++++ Provided material
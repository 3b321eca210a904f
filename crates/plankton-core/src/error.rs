pub type Result<T> = std::result::Result<T, Error>;

#[derive(Debug, thiserror::Error)]
pub enum Error {
    #[error("tab character in indentation at line {line}")]
    TabIndent { line: usize },

    #[error("line {line} is indented {indent} levels deep but only {open} levels are open")]
    IndentationJump {
        line: usize,
        indent: usize,
        open: usize,
    },

    #[error("line {line} does not belong to the first plan tree")]
    DanglingLine { line: usize },
}
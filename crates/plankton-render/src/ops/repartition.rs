//! `RepartitionExec`: the one chain operator that changes fan-out. The
//! output count comes from the partitioning declaration; ordering survives
//! only when the shuffle cannot interleave (single input partition or an
//! explicit preserve-order marker).

use super::common::{self, InputMode};
use crate::model::NodeLayout;
use crate::session::Session;
use crate::Result;
use plankton_core::{expr, PlanNode};
use regex::Regex;
use std::sync::OnceLock;

pub(super) fn layout(
    s: &mut Session,
    node: &PlanNode,
    x: f64,
    y: f64,
    is_root: bool,
) -> Result<NodeLayout> {
    let details = common::detail_lines(node, &["partitioning", "input_partitions", "preserve_order"]);
    let chain = common::layout_chain(s, node, x, y, &node.operator, &details, InputMode::Exact)?;

    let count = if is_root {
        0
    } else {
        node.property("partitioning")
            .map(partition_count)
            .unwrap_or(0)
    };
    let positions = if count > 0 {
        common::passthrough_positions(&chain.node_box, count, None)
    } else {
        Vec::new()
    };

    let (columns, inherited_sort) = common::inherit_columns(&chain.children);
    let sort_order = if preserves_order(node) {
        inherited_sort
    } else {
        Vec::new()
    };

    Ok(common::chain_result(chain, count, positions, columns, sort_order))
}

/// Target partition count of a partitioning declaration:
/// `Hash([c1@0], 4)` or `RoundRobinBatch(8)`. Anything else falls back to a
/// best-effort scrape of a trailing number and may legitimately come up
/// empty-handed.
fn partition_count(partitioning: &str) -> usize {
    if let Some((name, args)) = expr::function_call(partitioning) {
        match name {
            "Hash" => {
                if let Some(last) = expr::split_top_level(args, ',').last() {
                    if let Ok(n) = last.parse::<usize>() {
                        return n;
                    }
                }
            }
            "RoundRobinBatch" => {
                if let Ok(n) = args.trim().parse::<usize>() {
                    return n;
                }
            }
            _ => {}
        }
    }

    static TRAILING: OnceLock<Regex> = OnceLock::new();
    let re = TRAILING.get_or_init(|| Regex::new(r"(\d+)\s*\)?\s*$").expect("valid regex"));
    let scraped = re
        .captures(partitioning)
        .and_then(|c| c.get(1))
        .and_then(|m| m.as_str().parse::<usize>().ok())
        .unwrap_or(0);
    if scraped == 0 {
        tracing::warn!(partitioning, "could not extract a partition count");
    }
    scraped
}

fn preserves_order(node: &PlanNode) -> bool {
    if node.property("preserve_order") == Some("true") {
        return true;
    }
    node.property("input_partitions")
        .and_then(|v| v.parse::<usize>().ok())
        == Some(1)
}
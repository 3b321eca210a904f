//! `CoalesceBatchesExec`: batch-size plumbing only; partition count, schema
//! and ordering all pass through.

use super::common::{self, InputMode};
use crate::model::NodeLayout;
use crate::session::Session;
use crate::Result;
use plankton_core::PlanNode;

pub(super) fn layout(s: &mut Session, node: &PlanNode, x: f64, y: f64) -> Result<NodeLayout> {
    let details = common::detail_lines(node, &["target_batch_size", "fetch"]);
    let chain = common::layout_chain(
        s,
        node,
        x,
        y,
        &node.operator,
        &details,
        InputMode::AtLeastOne,
    )?;

    let count = chain.input_total;
    let positions = common::passthrough_positions(&chain.node_box, count, chain.children.first());
    let (columns, sort_order) = common::inherit_columns(&chain.children);

    Ok(common::chain_result(chain, count, positions, columns, sort_order))
}
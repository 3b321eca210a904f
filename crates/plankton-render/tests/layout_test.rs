use plankton_core::{parse_plan, ParseOptions, PlanNode};
use plankton_render::{generate, layout_plan, DiagramConfig, Element, ElementKind, Error};

fn parse(text: &str) -> PlanNode {
    parse_plan(text, ParseOptions::default())
        .expect("parse ok")
        .expect("plan detected")
}

fn elements(text: &str) -> Vec<Element> {
    let root = parse(text);
    layout_plan(&root, &DiagramConfig::default())
        .expect("layout ok")
        .elements
}

fn of_kind(elements: &[Element], kind: ElementKind) -> Vec<&Element> {
    elements.iter().filter(|e| e.kind == kind).collect()
}

fn arrows_into<'a>(elements: &'a [Element], anchor: &str) -> Vec<&'a Element> {
    elements
        .iter()
        .filter(|e| {
            e.kind == ElementKind::Arrow
                && e.end_binding
                    .as_ref()
                    .is_some_and(|b| b.element_id == anchor)
        })
        .collect()
}

#[test]
fn linear_chain_has_one_box_per_node_and_one_arrow_per_edge() {
    let els = elements(
        "\
SortExec: expr=[a@0 ASC], preserve_partitioning=[false]
  FilterExec: b@1 > 10
    DataSourceExec: partitions=1, output_ordering=[a@0 ASC], projection=[a, b]
",
    );

    assert_eq!(of_kind(&els, ElementKind::Rectangle).len(), 3);
    assert_eq!(of_kind(&els, ElementKind::Arrow).len(), 2);
    assert!(of_kind(&els, ElementKind::Ellipse).is_empty());
}

#[test]
fn filter_inherits_source_sort_order_and_schema() {
    let root = parse(
        "\
FilterExec: b@1 > 10
  DataSourceExec: partitions=1, output_ordering=[a@0 ASC], projection=[a, b]
",
    );
    let laid = layout_plan(&root, &DiagramConfig::default()).expect("layout ok");

    assert_eq!(laid.root.output_arrow_count, 1);
    assert_eq!(laid.root.output_columns, vec!["a", "b"]);
    assert_eq!(laid.root.output_sort_order, vec!["a"]);
}

#[test]
fn coalesce_batches_changes_nothing_but_batch_size() {
    let root = parse(
        "\
CoalesceBatchesExec: target_batch_size=8192
  DataSourceExec: partitions=3, projection=[a], output_ordering=[a@0 ASC]
",
    );
    let laid = layout_plan(&root, &DiagramConfig::default()).expect("layout ok");

    assert_eq!(laid.root.output_arrow_count, 3);
    assert_eq!(laid.root.output_columns, vec!["a"]);
    assert_eq!(laid.root.output_sort_order, vec!["a"]);
}
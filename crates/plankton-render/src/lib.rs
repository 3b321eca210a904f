#![forbid(unsafe_code)]

//! Headless layout + whiteboard-scene generation for physical plans.
//!
//! The engine walks a parsed operator tree once, depth first. Every operator
//! family has a layout strategy that sizes the node's box, places its
//! children (stacked for pipelines, side by side for joins, spread and
//! centered for unions) and draws the data-flow arrows between them; the
//! result is a flat element list wrapped into an Excalidraw-compatible
//! document.
//!
//! Generation is synchronous and pure: all mutable state (identity counter,
//! z-order stamp, element buffer) lives in a per-call session, so concurrent
//! calls never share anything.

pub mod config;
pub mod geom;
pub mod model;
pub mod scene;
pub mod text;

mod arrows;
mod ops;
mod session;

pub use config::DiagramConfig;
pub use model::NodeLayout;
pub use scene::{Element, ElementKind, SceneDocument};

use plankton_core::PlanNode;
use session::Session;

pub type Result<T> = std::result::Result<T, Error>;

/// Structural errors: plans a diagram cannot represent even partially.
/// Unknown operators and missing properties are not errors; they only
/// degrade the rendering.
#[derive(Debug, thiserror::Error)]
pub enum Error {
    #[error("{operator} expects exactly 2 inputs, found {found}")]
    JoinArity { operator: String, found: usize },

    #[error("sort-merge join sides disagree on partition count: left={left}, right={right}")]
    MergeJoinPartitionMismatch { left: usize, right: usize },
}

/// A fully positioned plan: the root's layout result plus every element the
/// walk emitted, in paint order.
#[derive(Debug, Clone)]
pub struct LayoutedPlan {
    pub root: NodeLayout,
    pub elements: Vec<Element>,
}

/// Lays out the whole tree with the root box at the origin.
pub fn layout_plan(root: &PlanNode, config: &DiagramConfig) -> Result<LayoutedPlan> {
    let mut session = Session::new(config);
    let layout = ops::layout_node(&mut session, root, 0.0, 0.0, true)?;
    Ok(LayoutedPlan {
        root: layout,
        elements: session.finish(),
    })
}

/// Wraps a layout run into the document envelope. `None` (empty input)
/// produces an empty but valid document.
pub fn generate(root: Option<&PlanNode>, config: &DiagramConfig) -> Result<SceneDocument> {
    match root {
        Some(root) => {
            let laid = layout_plan(root, config)?;
            Ok(SceneDocument::from_elements(laid.elements, config))
        }
        None => Ok(SceneDocument::empty(config)),
    }
}
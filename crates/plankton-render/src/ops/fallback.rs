//! Default strategy for operators without a registered layout: the node
//! still renders (name + an "Unimplemented" marker) and cardinality follows
//! the simple aggregation rule, so an unknown operator only degrades detail,
//! never the whole diagram.

use super::common::{self, InputMode};
use crate::model::NodeLayout;
use crate::session::Session;
use crate::text::text_block_height;
use crate::Result;
use plankton_core::PlanNode;

const MARKER_COLOR: &str = "#e03131";

pub(super) fn layout(s: &mut Session, node: &PlanNode, x: f64, y: f64) -> Result<NodeLayout> {
    let chain = common::layout_chain(s, node, x, y, &node.operator, &[], InputMode::AtLeastOne)?;

    let title_bottom = chain.node_box.y + 12.0
        + text_block_height(&node.operator, s.cfg.operator_label_size());
    s.add_centered_text(
        chain.node_box.center_x(),
        title_bottom + 6.0,
        "Unimplemented",
        s.cfg.detail_label_size(),
        MARKER_COLOR,
    );

    let count = chain.input_total;
    let positions = common::passthrough_positions(&chain.node_box, count, chain.children.first());
    let (columns, sort_order) = common::inherit_columns(&chain.children);

    Ok(common::chain_result(chain, count, positions, columns, sort_order))
}
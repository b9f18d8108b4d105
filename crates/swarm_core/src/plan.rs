//! Coordination plans: how a task's assigned agents work together
//!
//! A plan is derived once, when the task enters `in-progress`, and is never
//! recomputed. It fixes the topology, each agent's role and the decision rule
//! the consensus is reported under.

use chrono::{DateTime, Utc};
use schemars::JsonSchema;
use serde::{Deserialize, Serialize};

use crate::{
    AgentId,
    agent::{Agent, AgentKind},
    task::{Task, TaskKind},
};

/// How agents in a task coordinate their work
#[derive(Debug, Clone, Copy, PartialEq, Eq, Hash, Serialize, Deserialize, JsonSchema)]
#[serde(rename_all = "kebab-case")]
pub enum Topology {
    /// Agents build on each other's findings
    Collaborative,
    /// Agents work independently and the best answer wins
    Competitive,
    /// The lead directs the other agents
    Hierarchical,
    /// Agents must converge on a shared answer
    Consensus,
    /// The lead's call stands, others advise
    EmergencyOverride,
}

/// Rule used to combine agent results into a decision
#[derive(Debug, Clone, Copy, PartialEq, Eq, Hash, Serialize, Deserialize, JsonSchema)]
#[serde(rename_all = "kebab-case")]
pub enum DecisionRule {
    MajorityVote,
    WeightedConsensus,
    ExpertOverride,
    Arbitration,
}

/// Role of an agent within one task
#[derive(Debug, Clone, Copy, PartialEq, Eq, Hash, Serialize, Deserialize, JsonSchema)]
#[serde(rename_all = "kebab-case")]
pub enum AgentRole {
    Lead,
    SpecialistConsultant,
    Collaborator,
}

#[derive(Debug, Clone, Copy, PartialEq, Eq, Hash, Serialize, Deserialize, JsonSchema)]
#[serde(rename_all = "kebab-case")]
pub enum QualityCheck {
    PeerReview,
    SafetyCheck,
    EvidenceValidation,
}

#[derive(Debug, Clone, Copy, PartialEq, Eq, Hash, Serialize, Deserialize, JsonSchema)]
#[serde(rename_all = "kebab-case")]
pub enum CommunicationProtocol {
    StructuredDialogue,
}

/// Checks applied to every plan
pub const QUALITY_CHECKS: [QualityCheck; 3] = [
    QualityCheck::PeerReview,
    QualityCheck::SafetyCheck,
    QualityCheck::EvidenceValidation,
];

#[derive(Debug, Clone, Copy, PartialEq, Eq, Serialize, Deserialize, JsonSchema)]
pub struct RoleAssignment {
    pub agent_id: AgentId,
    pub role: AgentRole,
}

#[derive(Debug, Clone, PartialEq, Serialize, Deserialize, JsonSchema)]
pub struct CoordinationPlan {
    pub task_id: crate::TaskId,
    pub topology: Topology,
    /// One entry per assigned agent, in selector ranking order
    pub roles: Vec<RoleAssignment>,
    pub protocol: CommunicationProtocol,
    pub decision_rule: DecisionRule,
    pub quality_checks: Vec<QualityCheck>,
    pub created_at: DateTime<Utc>,
}

impl CoordinationPlan {
    pub fn role_of(&self, agent_id: &AgentId) -> Option<AgentRole> {
        self.roles
            .iter()
            .find(|assignment| assignment.agent_id == *agent_id)
            .map(|assignment| assignment.role)
    }

    pub fn lead(&self) -> Option<AgentId> {
        self.roles
            .iter()
            .find(|assignment| assignment.role == AgentRole::Lead)
            .map(|assignment| assignment.agent_id)
    }
}

/// Topology and decision rule for a task kind
pub fn strategy_for(kind: TaskKind) -> (Topology, DecisionRule) {
    match kind {
        TaskKind::EmergencyResponse => (Topology::EmergencyOverride, DecisionRule::ExpertOverride),
        TaskKind::Diagnosis => (Topology::Consensus, DecisionRule::WeightedConsensus),
        TaskKind::TreatmentPlanning => (Topology::Collaborative, DecisionRule::MajorityVote),
        TaskKind::PatientMonitoring | TaskKind::ResearchAnalysis => {
            (Topology::Collaborative, DecisionRule::WeightedConsensus)
        }
    }
}

/// Build the plan for `task` given its agents in selector ranking order
///
/// The first agent leads; later specialists consult; everyone else collaborates.
pub fn derive_plan(task: &Task, agents: &[Agent]) -> CoordinationPlan {
    let (topology, decision_rule) = strategy_for(task.kind);

    let roles = agents
        .iter()
        .enumerate()
        .map(|(index, agent)| {
            let role = if index == 0 {
                AgentRole::Lead
            } else if agent.kind == AgentKind::Specialist {
                AgentRole::SpecialistConsultant
            } else {
                AgentRole::Collaborator
            };
            RoleAssignment {
                agent_id: agent.id,
                role,
            }
        })
        .collect();

    tracing::debug!(
        "Derived {:?} plan for task {} with {} agents ({:?})",
        topology,
        task.id,
        agents.len(),
        decision_rule
    );

    CoordinationPlan {
        task_id: task.id,
        topology,
        roles,
        protocol: CommunicationProtocol::StructuredDialogue,
        decision_rule,
        quality_checks: QUALITY_CHECKS.to_vec(),
        created_at: Utc::now(),
    }
}
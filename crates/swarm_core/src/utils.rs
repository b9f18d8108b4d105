//! Utility functions and helpers for swarm-core

/// Serialize a `Duration` as whole milliseconds
pub mod serde_duration {
    use serde::{Deserialize, Deserializer, Serializer};
    use std::time::Duration;

    pub fn serialize<S>(duration: &Duration, serializer: S) -> Result<S::Ok, S::Error>
    where
        S: Serializer,
    {
        serializer.serialize_u64(duration.as_millis() as u64)
    }

    pub fn deserialize<'de, D>(deserializer: D) -> Result<Duration, D::Error>
    where
        D: Deserializer<'de>,
    {
        let millis = u64::deserialize(deserializer)?;
        Ok(Duration::from_millis(millis))
    }
}

/// Serialize an optional `Duration` as whole seconds (used by config files)
pub mod duration_secs {
    use serde::{Deserialize, Deserializer, Serialize, Serializer};
    use std::time::Duration;

    pub fn serialize<S>(duration: &Option<Duration>, serializer: S) -> Result<S::Ok, S::Error>
    where
        S: Serializer,
    {
        match duration {
            Some(d) => d.as_secs().serialize(serializer),
            None => serializer.serialize_none(),
        }
    }

    pub fn deserialize<'de, D>(deserializer: D) -> Result<Option<Duration>, D::Error>
    where
        D: Deserializer<'de>,
    {
        let secs: Option<u64> = Option::deserialize(deserializer)?;
        Ok(secs.map(Duration::from_secs))
    }
}

/// Format a duration in a human-readable way
pub fn format_duration(duration: std::time::Duration) -> String {
    let total_secs = duration.as_secs();
    let minutes = total_secs / 60;
    let seconds = total_secs % 60;
    let millis = duration.subsec_millis();

    if minutes > 0 {
        format!("{}m {}s", minutes, seconds)
    } else if seconds > 0 {
        format!("{}.{:03}s", seconds, millis)
    } else {
        format!("{}ms", millis)
    }
}

/// Arithmetic mean, or `None` for an empty input
pub(crate) fn mean(values: impl IntoIterator<Item = f64>) -> Option<f64> {
    let (sum, count) = values
        .into_iter()
        .fold((0.0, 0usize), |(sum, count), v| (sum + v, count + 1));
    (count > 0).then(|| sum / count as f64)
}
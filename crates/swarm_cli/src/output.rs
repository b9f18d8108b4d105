use owo_colors::OwoColorize;
use swarm_core::{
    agent::AgentStatus,
    consensus::SafetyAssessment,
    task::{ParticipantStatus, TaskStatus},
};

/// Standard output formatting for the CLI
pub struct Output;

impl Output {
    pub fn new() -> Self {
        Self
    }

    /// Print a system/status message (indented)
    pub fn status(&self, message: &str) {
        println!("  {}", message.dimmed());
    }

    /// Print a success message (indented)
    pub fn success(&self, message: &str) {
        println!("  {} {}", "✓".bright_green(), message);
    }

    /// Print an error message (indented)
    pub fn error(&self, message: &str) {
        println!("  {} {}", "✗".bright_red(), message);
    }

    /// Print a warning message (indented)
    pub fn warning(&self, message: &str) {
        println!("  {} {}", "⚠".yellow(), message);
    }

    /// Print a section header
    pub fn section(&self, title: &str) {
        println!();
        println!("{}", title.bright_cyan().bold());
        println!("{}", "─".repeat(40).dimmed());
    }

    /// Print a list item (already indented)
    pub fn list_item(&self, item: &str) {
        println!("    • {}", item);
    }

    /// Print a key-value pair (indented)
    pub fn kv(&self, key: &str, value: &str) {
        println!("  {} {}", format!("{}:", key).dimmed(), value);
    }

    /// Print a table-like header
    pub fn table_header(&self, columns: &[&str]) {
        let header = columns.join(" | ");
        println!("  {}", header.bright_white().bold());
        println!("  {}", "─".repeat(header.chars().count()).dimmed());
    }

    /// Print a table row
    pub fn table_row(&self, cells: &[&str]) {
        println!("  {}", cells.join(" | "));
    }
}

impl Default for Output {
    fn default() -> Self {
        Self::new()
    }
}

pub fn format_agent_status(status: &AgentStatus) -> String {
    match status {
        AgentStatus::Idle => "idle".bright_green().to_string(),
        AgentStatus::Busy { .. } => "busy".bright_yellow().to_string(),
        AgentStatus::Offline => "offline".dimmed().to_string(),
        AgentStatus::Errored => "errored".bright_red().to_string(),
    }
}

pub fn format_task_status(status: TaskStatus) -> String {
    match status {
        TaskStatus::Completed => status.to_string().bright_green().to_string(),
        TaskStatus::Escalated => status.to_string().bright_yellow().to_string(),
        TaskStatus::Failed => status.to_string().bright_red().to_string(),
        TaskStatus::Pending | TaskStatus::InProgress => status.to_string().cyan().to_string(),
    }
}

pub fn format_safety(safety: SafetyAssessment) -> String {
    match safety {
        SafetyAssessment::High => safety.to_string().bright_green().to_string(),
        SafetyAssessment::Moderate => safety.to_string().green().to_string(),
        SafetyAssessment::Low => safety.to_string().yellow().to_string(),
        SafetyAssessment::Concern => safety.to_string().bright_red().bold().to_string(),
    }
}

pub fn format_participant(status: &ParticipantStatus) -> String {
    match status {
        ParticipantStatus::Succeeded => "answered".bright_green().to_string(),
        ParticipantStatus::Errored { reason } => format!("error: {}", reason).red().to_string(),
        ParticipantStatus::TimedOut => "timed out".yellow().to_string(),
        ParticipantStatus::Panicked => "panicked".bright_red().to_string(),
    }
}

/// Fixed-precision score, or a dash when absent
pub fn format_score(value: Option<f64>) -> String {
    value
        .map(|v| format!("{:.3}", v))
        .unwrap_or_else(|| "-".to_string())
}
++++++++
What to work on.
Within the records, filter for lines that contain the word "used" and show each one.

Result of the exercise.
/// Rule used to combine agent results into a decision
/// Serialize an optional `Duration` as whole seconds (used by config files)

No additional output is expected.